Another cool thing is that all this will sit on the front of your network and be coupled with another product. Actually it may be all one product, I can't remember for sure. But the other part is a way to simplify managing your network in the event of an outbreak of a new worm, virus, etc. The way it worked was they were partnered with an AV company (I think Trend Micro maybe) and as soon as that company finds out about a new worm, they can send out some loose information about it. Maybe that it tries to propagate on outgoing port 666, and your router would download this information and block port 666. It would also be able to update all the routers in your network. This would be in roughly 15 minutes of learning of the new attack. Then within typically 90 minutes they will have out a way to digitally fingerprint this attack, and more specific rules are downloaded to the routers. Think something like the string codered sent out could be blocked.

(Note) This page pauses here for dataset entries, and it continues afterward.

use super::{Glyphs, Grid};
use crate::error::PatternError;

/// A rectangular block of cells read from text, one line per row.
#[derive(Clone, Debug, PartialEq, Eq)]
pub struct Pattern {
    rows: usize,
    columns: usize,
    cells: Vec<bool>,
}

impl Pattern {
    /// Parse rows of glyphs. Each line is checked in turn for being empty,
    /// for characters other than the two glyphs, and for a length that
    /// differs from the first line.
    pub fn parse<I, S>(lines: I, glyphs: Glyphs) -> Result<Self, PatternError>
    where
        I: IntoIterator<Item = S>,
        S: AsRef<str>,
    {
        let mut rows = 0;
        let mut columns = 0;
        let mut cells = Vec::new();

        for (idx, line) in lines.into_iter().enumerate() {
            let line = line.as_ref();
            let row = idx + 1;
            if line.is_empty() {
                return Err(PatternError::EmptyRow { row });
            }

            let mut found = 0;
            for (column, character) in line.chars().enumerate() {
                let alive = match character {
                    c if c == glyphs.alive => true,
                    c if c == glyphs.dead => false,
                    character => {
                        return Err(PatternError::IllegalCharacter {
                            row,
                            column: column + 1,
                            character,
                        });
                    }
                };
                cells.push(alive);
                found += 1;
            }

            if row == 1 {
                columns = found;
            } else if found != columns {
                return Err(PatternError::InconsistentColumns {
                    row,
                    expected: columns,
                    found,
                });
            }
            rows = row;
        }

        if rows == 0 {
            return Err(PatternError::NoRows);
        }
        Ok(Self { rows, columns, cells })
    }

    /// (rows, columns)
    pub const fn dimensions(&self) -> (usize, usize) {
        (self.rows, self.columns)
    }

    pub fn is_alive(&self, y: usize, x: usize) -> bool {
        y < self.rows && x < self.columns && self.cells[y * self.columns + x]
    }

    /// Copy the pattern onto the grid with its top-left corner at (y, x).
    /// Cells falling off the grid are dropped.
    pub fn place_on(&self, grid: &mut Grid, y: usize, x: usize) {
        for (idx, &alive) in self.cells.iter().enumerate() {
            grid.set(y + idx / self.columns, x + idx % self.columns, alive);
        }
    }
}

/// Classic Game of Life patterns, drawn with `O` for alive and `.` for dead
pub mod presets {
    use super::*;

    const ART_GLYPHS: Glyphs = Glyphs::new('O', '.');

    #[derive(Clone, Copy, Debug, PartialEq, Eq)]
    pub struct Preset {
        pub name: &'static str,
        pub description: &'static str,
        art: &'static [&'static str],
    }

    impl Preset {
        /// Built-in art is constant and always parses
        pub fn pattern(&self) -> Pattern {
            Pattern::parse(self.art, ART_GLYPHS).expect("built-in preset art is well formed")
        }
    }

    pub const BLOCK: Preset = Preset {
        name: "block",
        description: "Still life",
        art: &["OO", "OO"],
    };

    pub const BLINKER: Preset = Preset {
        name: "blinker",
        description: "Oscillator (period 2)",
        art: &["...", "OOO", "..."],
    };

    pub const TOAD: Preset = Preset {
        name: "toad",
        description: "Oscillator (period 2)",
        art: &[".OOO", "OOO."],
    };

    pub const BEACON: Preset = Preset {
        name: "beacon",
        description: "Oscillator (period 2)",
        art: &["OO..", "O...", "...O", "..OO"],
    };

    pub const PULSAR: Preset = Preset {
        name: "pulsar",
        description: "Oscillator (period 3)",
        art: &[
            "..OOO...OOO..",
            ".............",
            "O....O.O....O",
            "O....O.O....O",
            "O....O.O....O",
            "..OOO...OOO..",
            ".............",
            "..OOO...OOO..",
            "O....O.O....O",
            "O....O.O....O",
            "O....O.O....O",
            ".............",
            "..OOO...OOO..",
        ],
    };

    pub const GLIDER: Preset = Preset {
        name: "glider",
        description: "Moves diagonally (period 4)",
        art: &[".O.", "..O", "OOO"],
    };

    pub const LWSS: Preset = Preset {
        name: "lwss",
        description: "Lightweight spaceship (period 4)",
        art: &[".O..O", "O....", "O...O", "OOOO."],
    };

    pub const R_PENTOMINO: Preset = Preset {
        name: "r-pentomino",
        description: "Methuselah, stabilizes at gen 1103",
        art: &[".OO", "OO.", ".O."],
    };

    pub const ACORN: Preset = Preset {
        name: "acorn",
        description: "Methuselah, stabilizes at gen 5206",
        art: &[".O.....", "...O...", "OO..OOO"],
    };

    pub const ALL: &[Preset] = &[
        BLOCK,
        BLINKER,
        TOAD,
        BEACON,
        PULSAR,
        GLIDER,
        LWSS,
        R_PENTOMINO,
        ACORN,
    ];

    /// Look up a preset by name, ignoring case
    pub fn find(name: &str) -> Option<Preset> {
        ALL.iter()
            .find(|preset| preset.name.eq_ignore_ascii_case(name))
            .copied()
    }

    /// One `name  description` line per preset, for error messages
    pub fn catalog() -> String {
        let width = ALL.iter().map(|preset| preset.name.len()).max().unwrap_or(0);
        ALL.iter()
            .map(|preset| format!("  {:<width$}  {}", preset.name, preset.description))
            .collect::<Vec<_>>()
            .join("\n")
    }
}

This would be very fast solution to contain these things, especially when you think of large networks at say a large university or corporation with lots of routers. Way faster than what an admin could do by hand. Also it could be configured as to what ports could be blocked. Think not blocking outgoing port 80. Although I never got a clear answer about how this would work in the 15 minute part of initially just blocking a port since some worms do propagate on these commonly used ports. I'm sure they'll work all this out :)

Lets just hope they stick to opening up the protocols in this trusted networking approach so that more vendors can get involved. If so, I don't think we have to fear trusted computing as this is an example of how it could be a _good_ thing.

Compatibility?

[fmwap]

I wonder how this will work for non-Windows machines trying to gain access?

Somebody mentioned the Cisco Clean Access Agent in a previous post, googling around a bit shows that only Windows is supported for the AV/Patch scan, and this is easily bypassed by changing the User-Agent on the HTTP login page. Details here

Cisco's canned response is to use Nessus to determine the real OS, or write your own plugin. Although windows boxen are probably the most common, and the biggest threat, non-Windows products need some sort of working by-pass that doesn't involve simply spoofing the UA.

Re:NAC sucks

We're deploying NAC for Solaris, Linux, and OS X clients as well as Windows. Hosts which don't pass muster (can be defined by patch levels, a port scan, etc) can be placed on a fallback VLAN which of course you can apply whatever ACLs or security measures you like.

Re:You can't block the CEO

[Pii]

So many salient points to choose from... Where to start...

It's a good thing because:

• It can rapidly harden an enterprise to a specific attack vector, preventing countless hours of isolating infected systems, and cleaning them individually.
• Non-conforming systems can be granted access to the network in any manner that you choose: Non-conforming Windows systems can be put in a "dirty" or "quarantine" VLAN, with access just to the Internet, or to Virus Signature update servers. Other systems (Unix/Linux/etc.) can have a completely different policy, including full access.
• You don't have to use it, but it's out there, and there's a lot of clueless organizations in the world that will benefit from it, and if they deploy it, that helps you too.

I wasn't aware that Cisco was getting eaten alive by anyone. Yes, they are moe expensive than most of their competition, but if you've ever dealt with the TAC (Cisco's Technical Assistance Center), it's a premium you don't mind paying.

As for them sucking, to each his own. I'll take Cisco over you any time.